# Caulk that washes away?



## kapsberger (Sep 12, 2010)

Relatively new homeowner here, and I'm hoping someone can help me with a caulking problem. I had to recaulk my shower, specifically the line where the tub meets the tile on the wall. I used DAP Kitchen and Bath caulk, and I *thought* I covered all the bases. I removed all the old caulk, used a bleach solution to clean up, dried, and then applied the caulk. I waited 24 hours before using the shower.

After a few days, I noticed that the caulk appears to be washing away. After a shower, I touched the bead and some caulk came away on my finger. What am I doing wrong? Is it the wrong product? Wrong application?


----------



## Jim F (Mar 4, 2010)

Is this your product? http://www.dap.com/docs/tech/00077312b.pdf 

Maybe the bleach solution? Note where it says "Some cleaning products may affect the performance of this product." Also "Surface must be clean, dry and free of all old caulk, dirt, dust and grease. Rubbing alcohol is recommended for removing soap film and soil."

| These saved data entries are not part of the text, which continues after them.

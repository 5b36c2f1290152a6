//! The replication queue worker.
//!
//! Polls the LinkQueue on an interval, groups pending rows by linked-file
//! id, and drains each group in insertion order. Groups run concurrently;
//! a failed delivery releases its row and stops its group until the next
//! pass, preserving per-file ordering under at-least-once delivery.

use std::collections::BTreeMap;
use std::sync::Arc;
use std::time::Duration;

use tokio::sync::{broadcast, mpsc};
use tokio::time::sleep;
use tracing::{debug, error, info, warn};

use banyan_core::defaults::{
    EVENT_BUS_CAPACITY, SYNC_DELIVERY_TIMEOUT_SECS, SYNC_MAX_CONCURRENT_FILES,
    SYNC_POLL_INTERVAL_MS,
};
use banyan_core::{
    format_tag_line, ActivityEnvelope, LinkAction, LinkQueueEntry, LinkRepository, NotePayload,
    NoteRepository, Result,
};
use banyan_db::Database;

use crate::delivery::{DeliveryClient, DeliveryOutcome, HttpDeliveryClient};

/// Configuration for the replication worker.
#[derive(Debug, Clone)]
pub struct WorkerConfig {
    /// Polling interval in milliseconds when the queue is empty.
    pub poll_interval_ms: u64,
    /// Maximum number of linked-file queues drained concurrently.
    pub max_concurrent_files: usize,
    /// Timeout for one outbound delivery attempt, in seconds.
    pub delivery_timeout_secs: u64,
    /// Whether to process the queue at all.
    pub enabled: bool,
}

impl Default for WorkerConfig {
    fn default() -> Self {
        Self {
            poll_interval_ms: SYNC_POLL_INTERVAL_MS,
            max_concurrent_files: SYNC_MAX_CONCURRENT_FILES,
            delivery_timeout_secs: SYNC_DELIVERY_TIMEOUT_SECS,
            enabled: true,
        }
    }
}

impl WorkerConfig {
    /// Create config from environment variables (with defaults).
    ///
    /// | Variable | Default | Description |
    /// |----------|---------|-------------|
    /// | `SYNC_WORKER_ENABLED` | `true` | Enable/disable queue processing |
    /// | `SYNC_POLL_INTERVAL_MS` | `2000` | Polling interval when queue is empty |
    /// | `SYNC_MAX_CONCURRENT_FILES` | `4` | Linked-file queues drained in parallel |
    /// | `SYNC_DELIVERY_TIMEOUT_SECS` | `30` | Per-attempt delivery timeout |
    pub fn from_env() -> Self {
        let enabled = std::env::var("SYNC_WORKER_ENABLED")
            .map(|v| v != "false" && v != "0")
            .unwrap_or(true);

        let poll_interval_ms = std::env::var("SYNC_POLL_INTERVAL_MS")
            .ok()
            .and_then(|v| v.parse::<u64>().ok())
            .unwrap_or(SYNC_POLL_INTERVAL_MS);

        let max_concurrent_files = std::env::var("SYNC_MAX_CONCURRENT_FILES")
            .ok()
            .and_then(|v| v.parse::<usize>().ok())
            .unwrap_or(SYNC_MAX_CONCURRENT_FILES)
            .max(1);

        let delivery_timeout_secs = std::env::var("SYNC_DELIVERY_TIMEOUT_SECS")
            .ok()
            .and_then(|v| v.parse::<u64>().ok())
            .unwrap_or(SYNC_DELIVERY_TIMEOUT_SECS);

        Self {
            poll_interval_ms,
            max_concurrent_files,
            delivery_timeout_secs,
            enabled,
        }
    }

    /// Create a new config with a custom poll interval.
    pub fn with_poll_interval(mut self, ms: u64) -> Self {
        self.poll_interval_ms = ms;
        self
    }

    /// Set the number of linked-file queues drained concurrently.
    pub fn with_max_concurrent(mut self, max: usize) -> Self {
        self.max_concurrent_files = max.max(1);
        self
    }

    /// Enable or disable queue processing.
    pub fn with_enabled(mut self, enabled: bool) -> Self {
        self.enabled = enabled;
        self
    }
}

/// Event emitted by the replication worker.
#[derive(Debug, Clone)]
pub enum WorkerEvent {
    /// Worker started.
    WorkerStarted,
    /// Worker stopped.
    WorkerStopped,
    /// One queue row was delivered and removed.
    Delivered {
        queue_id: i64,
        linked_file_id: i32,
        activity: String,
    },
    /// One delivery attempt failed; the row stays queued.
    DeliveryFailed {
        queue_id: i64,
        linked_file_id: i32,
        error: String,
    },
}

/// Handle for controlling a running worker.
pub struct WorkerHandle {
    shutdown_tx: mpsc::Sender<()>,
    event_rx: broadcast::Receiver<WorkerEvent>,
}

impl WorkerHandle {
    /// Signal the worker to shut down gracefully.
    pub async fn shutdown(&self) -> Result<()> {
        self.shutdown_tx
            .send(())
            .await
            .map_err(|_| banyan_core::Error::Internal("Failed to send shutdown signal".into()))?;
        Ok(())
    }

    /// Get a receiver for worker events.
    pub fn events(&self) -> broadcast::Receiver<WorkerEvent> {
        self.event_rx.resubscribe()
    }
}

/// Replication worker that drains the LinkQueue.
pub struct SyncWorker {
    db: Database,
    config: WorkerConfig,
    client: Arc<dyn DeliveryClient>,
    event_tx: broadcast::Sender<WorkerEvent>,
}
//! Handler modules for banyan-api.

pub mod access;
pub mod files;
pub mod marks;
pub mod notes;
pub mod sequencers;
pub mod sync;
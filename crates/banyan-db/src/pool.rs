//! Database connection pool management.

use std::time::{Duration, Instant};

use sqlx::postgres::{PgPool, PgPoolOptions};
use tracing::{debug, info, warn};

use banyan_core::{Error, Result};

/// Default maximum number of connections in the pool.
pub const DEFAULT_MAX_CONNECTIONS: u32 = 10;

/// Default connection timeout in seconds.
pub const DEFAULT_CONNECT_TIMEOUT_SECS: u64 = 30;

/// Default idle timeout in seconds.
pub const DEFAULT_IDLE_TIMEOUT_SECS: u64 = 600;

/// Pool configuration options.
#[derive(Debug, Clone)]
pub struct PoolConfig {
    /// Maximum number of connections in the pool.
    pub max_connections: u32,
    /// Minimum number of connections to maintain.
    pub min_connections: u32,
    /// Connection timeout duration.
    pub connect_timeout: Duration,
    /// Idle connection timeout duration.
    pub idle_timeout: Duration,
    /// Maximum connection lifetime.
    pub max_lifetime: Option<Duration>,
}

impl Default for PoolConfig {
    fn default() -> Self {
        Self {
            max_connections: DEFAULT_MAX_CONNECTIONS,
            min_connections: 1,
            connect_timeout: Duration::from_secs(DEFAULT_CONNECT_TIMEOUT_SECS),
            idle_timeout: Duration::from_secs(DEFAULT_IDLE_TIMEOUT_SECS),
            max_lifetime: Some(Duration::from_secs(1800)),
        }
    }
}

impl PoolConfig {
    /// Create a new pool configuration with default values.
    pub fn new() -> Self {
        Self::default()
    }

    /// Set the maximum number of connections.
    pub fn max_connections(mut self, n: u32) -> Self {
        self.max_connections = n;
        self
    }

    /// Set the minimum number of connections.
    pub fn min_connections(mut self, n: u32) -> Self {
        self.min_connections = n;
        self
    }

    /// Set the connection timeout.
    pub fn connect_timeout(mut self, timeout: Duration) -> Self {
        self.connect_timeout = timeout;
        self
    }

    /// Set the idle connection timeout.
    pub fn idle_timeout(mut self, timeout: Duration) -> Self {
        self.idle_timeout = timeout;
        self
    }

    /// Set the maximum connection lifetime.
    pub fn max_lifetime(mut self, lifetime: Option<Duration>) -> Self {
        self.max_lifetime = lifetime;
        self
    }
}

/// Create a new PostgreSQL connection pool with default configuration.
pub async fn create_pool(database_url: &str) -> Result<PgPool> {
    create_pool_with_config(database_url, PoolConfig::default()).await
}

/// Create a new PostgreSQL connection pool with custom configuration.
pub async fn create_pool_with_config(database_url: &str, config: PoolConfig) -> Result<PgPool> {
    let start = Instant::now();

    info!(
        subsystem = "db",
        component = "pool",
        op = "create",
        max_connections = config.max_connections,
        min_connections = config.min_connections,
        connect_timeout_secs = config.connect_timeout.as_secs(),
        idle_timeout_secs = config.idle_timeout.as_secs(),
        "Creating database connection pool"
    );

    let mut options = PgPoolOptions::new()
        .max_connections(config.max_connections)
        .min_connections(config.min_connections)
        .acquire_timeout(config.connect_timeout)
        .idle_timeout(config.idle_timeout);

    if let Some(max_lifetime) = config.max_lifetime {
        options = options.max_lifetime(max_lifetime);
    }

    let pool = options
        .connect(database_url)
        .await
        .map_err(Error::Database)?;

    info!(
        subsystem = "db",
        component = "pool",
        op = "established",
        pool_size = pool.size(),
        pool_idle = pool.num_idle(),
        duration_ms = start.elapsed().as_millis() as u64,
        "Database connection pool established"
    );
    Ok(pool)
}

/// Log current pool health metrics.
///
/// Emits a structured debug-level event with pool size and idle count,
/// and warns when idle connections hit zero (potential exhaustion).
pub fn log_pool_metrics(pool: &PgPool) {
    let size = pool.size();
    let idle = pool.num_idle();

    debug!(
        subsystem = "db",
        component = "pool",
        op = "metrics",
        pool_size = size,
        pool_idle = idle,
        "Pool health check"
    );

    if idle == 0 && size > 0 {
        warn!(
            subsystem = "db",
            component = "pool",
            pool_size = size,
            "Connection pool has no idle connections — potential exhaustion"
        );
    }
}

#[cfg(test)]
mod tests {
    use super::*;

    #[test]
    fn test_default_max_connections() {
        assert_eq!(DEFAULT_MAX_CONNECTIONS, 10);
    }

    #[test]
    fn test_pool_config_builder() {
        let config = PoolConfig::new()
            .max_connections(20)
            .min_connections(5)
            .connect_timeout(Duration::from_secs(60));

        assert_eq!(config.max_connections, 20);
        assert_eq!(config.min_connections, 5);
        assert_eq!(config.connect_timeout, Duration::from_secs(60));
    }
}
impl SyncAcceptor {
    /// Create a new acceptor over the given database.
    pub fn new(db: Database) -> Self {
        Self { db }
    }

    /// Validate and apply one inbound activity.
    ///
    /// Fails with `Forbidden` when no accepting LinkedFile row matches the
    /// sender's file name and secret; this is a capability check, not
    /// identity.
    pub async fn accept(&self, envelope: ActivityEnvelope) -> Result<AcceptOutcome> {
        let matches = self
            .db
            .access
            .test_link_access(&envelope.sender_file_name, envelope.secret.as_deref())
            .await?;

        let Some(link) = matches.first() else {
            self.db
                .links
                .log(
                    "in-reject",
                    &format!(
                        "refused {} from file '{}': no accepting link or bad secret",
                        envelope.activity.as_str(),
                        envelope.sender_file_name
                    ),
                )
                .await?;
            return Err(Error::Forbidden(format!(
                "no accepting link for remote file '{}'",
                envelope.sender_file_name
            )));
        };
        if matches.len() > 1 {
            warn!(
                subsystem = "sync",
                component = "acceptor",
                result_count = matches.len(),
                sender_file = %envelope.sender_file_name,
                "Multiple accepting links match; using the first"
            );
        }

        let existing = self.db.notes.get_header_by_guid(envelope.link_guid).await?;
        let old_existing = match envelope.old_link_guid {
            Some(old) => self.db.notes.get_header_by_guid(old).await?,
            None => None,
        };

        let disposition = ImportDisposition::classify(
            envelope.activity,
            existing.is_some(),
            old_existing.is_some(),
        );

        let outcome = match disposition {
            ImportDisposition::Insert => {
                self.insert_new(&envelope, link.home_file_id).await?
            }
            ImportDisposition::ApplyToExisting => {
                // Unwrap is safe: classify returned ApplyToExisting only
                // because `existing` is Some.
                let header = existing.ok_or_else(|| {
                    Error::Internal("disposition/lookup mismatch".to_string())
                })?;
                self.apply_to(&envelope, header).await?
            }
            ImportDisposition::RemapAndApply => {
                let header = old_existing.ok_or_else(|| {
                    Error::Internal("disposition/lookup mismatch".to_string())
                })?;
                self.db.notes.remap_guid(header.id, envelope.link_guid).await?;
                self.db
                    .links
                    .log(
                        "in-ok",
                        &format!(
                            "remapped guid {} -> {} on header {}",
                            envelope.old_link_guid.unwrap_or_default(),
                            envelope.link_guid,
                            header.id
                        ),
                    )
                    .await?;
                self.apply_to(&envelope, header).await?
            }
            ImportDisposition::Reject => {
                self.db
                    .links
                    .log(
                        "in-reject",
                        &format!(
                            "dropped {} for unknown guid {}",
                            envelope.activity.as_str(),
                            envelope.link_guid
                        ),
                    )
                    .await?;
                AcceptOutcome::Ignored
            }
        };

        info!(
            subsystem = "sync",
            component = "acceptor",
            op = "accept",
            link_guid = %envelope.link_guid,
            activity = envelope.activity.as_str(),
            "Inbound activity processed"
        );
        Ok(outcome)
    }

    async fn insert_new(
        &self,
        envelope: &ActivityEnvelope,
        home_file_id: i32,
    ) -> Result<AcceptOutcome> {
        let note = envelope.note.as_ref().ok_or_else(|| {
            Error::Integrity(format!(
                "create activity for guid {} carries no payload",
                envelope.link_guid
            ))
        })?;

        let base_header_id = match envelope.activity {
            LinkAction::CreateBase => 0,
            LinkAction::CreateResponse => {
                let base_guid = note.base_link_guid.ok_or_else(|| {
                    Error::Integrity(format!(
                        "response {} names no base note guid",
                        envelope.link_guid
                    ))
                })?;
                let base = self.db.notes.get_header_by_guid(base_guid).await?;
                match base {
                    Some(base) => base.id,
                    None => {
                        self.db
                            .links
                            .log(
                                "in-reject",
                                &format!(
                                    "response {} references unknown base guid {}",
                                    envelope.link_guid, base_guid
                                ),
                            )
                            .await?;
                        return Err(Error::Integrity(format!(
                            "unknown base note guid {base_guid}"
                        )));
                    }
                }
            }
            // classify() only routes creates here.
            LinkAction::Edit | LinkAction::Delete => {
                return Err(Error::Internal(
                    "insert disposition for non-create activity".to_string(),
                ))
            }
        };

        let header = self
            .db
            .notes
            .import_create(CreateNoteRequest {
                file_id: home_file_id,
                archive_id: 0,
                base_header_id,
                subject: note.subject.clone(),
                author_id: note.author_id.clone(),
                author_name: note.author_name.clone(),
                body: note.body.clone(),
                tag_line: note.tag_line.clone(),
                director_message: note.director_message.clone(),
                link_guid: Some(envelope.link_guid),
                ref_id: 0,
                created_at: Some(note.created_at),
            })
            .await?;

        self.db
            .links
            .log(
                "in-ok",
                &format!(
                    "imported {} as header {} (guid {})",
                    envelope.activity.as_str(),
                    header.id,
                    envelope.link_guid
                ),
            )
            .await?;
        Ok(AcceptOutcome::Created(header.id))
    }

    async fn apply_to(
        &self,
        envelope: &ActivityEnvelope,
        header: NoteHeader,
    ) -> Result<AcceptOutcome> {
        match envelope.activity {
            LinkAction::Delete => {
                self.db.notes.import_delete(header.id).await?;
                self.db
                    .links
                    .log(
                        "in-ok",
                        &format!("deleted header {} (guid {})", header.id, envelope.link_guid),
                    )
                    .await?;
                Ok(AcceptOutcome::Deleted(header.id))
            }
            // A re-delivered create lands here too: last processed wins.
            LinkAction::CreateBase | LinkAction::CreateResponse | LinkAction::Edit => {
                let note = envelope.note.as_ref().ok_or_else(|| {
                    Error::Integrity(format!(
                        "{} activity for guid {} carries no payload",
                        envelope.activity.as_str(),
                        envelope.link_guid
                    ))
                })?;
                let updated = self
                    .db
                    .notes
                    .import_edit(EditNoteRequest {
                        header_id: header.id,
                        subject: note.subject.clone(),
                        body: note.body.clone(),
                        tag_line: note.tag_line.clone(),
                        director_message: note.director_message.clone(),
                    })
                    .await?;
                self.db
                    .links
                    .log(
                        "in-ok",
                        &format!(
                            "applied {} to header {} (guid {})",
                            envelope.activity.as_str(),
                            updated.id,
                            envelope.link_guid
                        ),
                    )
                    .await?;
                Ok(AcceptOutcome::Updated(updated.id))
            }
        }
    }
}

That should not be happening with this product.


----------



## kapsberger (Sep 12, 2010)

> Is this your product? http://www.dap.com/docs/tech/00077312b.pdf


Yes, that's it. I read a few places that you should use a bleach/water mix to clean up after removing the caulk if there's mildew underneath, so that's what I did. Could that be the problem? 
http://www.dap.com/docs/tech/00077312b.pdf


----------



## Thurman (Feb 9, 2009)

There was an excellent article posted here by a member that was several pages long in regards to caulking and/or re-caulking. One of the most important items he stressed was in preparations for caulking. Maybe do a "caulk" search or I may find it and post the link. David


----------



## kapsberger (Sep 12, 2010)

Thurman said:


> There was an excellent article posted here by a member that was several pages long in regards to caulking and/or re-caulking. One of the most important items he stressed was in preparations for caulking. Maybe do a "caulk" search or I may find it and post the link. David


Thurman, is this the one you meant?

http://www.diychatroom.com/f2/recaulking-previously-silicone-caulked-shower-door-frame-15069/

Looks good. I'm surprised I didn't find it the first time, but on the other hand, searching for "caulk" brings back several hundred results, so maybe it isn't so surprising. 

I tried DAP's "Ask an Expert" e-mail, and they wrote back saying that the old caulk was probably silicon, and that's why the new stuff won't cure. They recommended using silicon to fix the problem because the old silicon will never really go away, although that's somewhat contradicted by the instructions in the link I posted above.


----------